▶ BRIEF: Across the entries, count the lines that include "creds" and report only that number.

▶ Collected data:
==========

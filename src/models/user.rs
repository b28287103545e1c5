//! User and authentication models.

use chrono::{DateTime, Utc};
use secrecy::SecretString;
use serde::{Deserialize, Serialize};
use utoipa::ToSchema;
use uuid::Uuid;

use crate::policy::Role;

/// Login request. Project managers and admins authenticate with
/// username/password; site engineers use the passwordless full-name +
/// site-code flow.
#[derive(Debug, Deserialize, ToSchema)]
#[serde(untagged)]
pub enum LoginRequest {
    Credentials {
        username: String,
        #[schema(value_type = String)]
        password: SecretString,
    },
    Engineer {
        full_name: String,
        site_code: String,
    },
}

/// Successful login response.
#[derive(Debug, Serialize, ToSchema)]
pub struct LoginResponse {
    /// Opaque session token; send back in the X-Session-Token header.
    pub token: String,
    pub expires_at: DateTime<Utc>,
    pub user: UserResponse,
}

/// Admin request to create a user.
#[derive(Debug, Deserialize, ToSchema)]
pub struct CreateUserRequest {
    pub username: String,
    pub full_name: String,
    pub role: Role,
    #[serde(default)]
    pub site_location: Option<String>,
    #[serde(default)]
    #[schema(value_type = Option<String>)]
    pub password: Option<SecretString>,
    #[serde(default)]
    pub email: Option<String>,
}

/// Partial user update. `role` changes are admin-only regardless of row
/// ownership.
#[derive(Debug, Deserialize, ToSchema)]
pub struct UpdateUserRequest {
    #[serde(default)]
    pub full_name: Option<String>,
    #[serde(default)]
    pub role: Option<Role>,
    #[serde(default)]
    pub site_location: Option<String>,
    #[serde(default)]
    #[schema(value_type = Option<String>)]
    pub password: Option<SecretString>,
    #[serde(default)]
    pub email: Option<String>,
}

/// User info returned by the API. Never carries the password hash.
#[derive(Debug, Clone, Serialize, ToSchema)]
pub struct UserResponse {
    pub id: Uuid,
    pub username: String,
    pub full_name: String,
    pub role: String,
    pub site_location: Option<String>,
    pub email: Option<String>,
    pub is_active: bool,
    pub last_login: Option<DateTime<Utc>>,
    pub created_at: DateTime<Utc>,
}

impl From<crate::entity::user::Model> for UserResponse {
    fn from(m: crate::entity::user::Model) -> Self {
        Self {
            id: m.id,
            username: m.username,
            full_name: m.full_name,
            role: m.role,
            site_location: m.site_location,
            email: m.email,
            is_active: m.is_active,
            last_login: m.last_login,
            created_at: m.created_at,
        }
    }
}

/// Query parameters for listing users.
#[derive(Debug, Deserialize, utoipa::IntoParams, ToSchema)]
pub struct ListUsersQuery {
    pub role: Option<Role>,
    pub site: Option<String>,
}

#[cfg(test)]
mod tests {
    use super::*;

    #[test]
    fn test_login_request_forms_deserialize() {
        let creds: LoginRequest =
            serde_json::from_str(r#"{"username": "pm1", "password": "secret"}"#).unwrap();
        assert!(matches!(creds, LoginRequest::Credentials { .. }));

        let eng: LoginRequest =
            serde_json::from_str(r#"{"full_name": "A. Kumar", "site_code": "TCB-407"}"#).unwrap();
        assert!(matches!(eng, LoginRequest::Engineer { .. }));
    }

    #[test]
    fn test_role_serializes_snake_case() {
        assert_eq!(
            serde_json::to_string(&Role::ProjectManager).unwrap(),
            "\"project_manager\""
        );
        let parsed: Role = serde_json::from_str("\"engineer\"").unwrap();
        assert_eq!(parsed, Role::Engineer);
    }
}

==========

▶ FINISHED EXERCISE: 2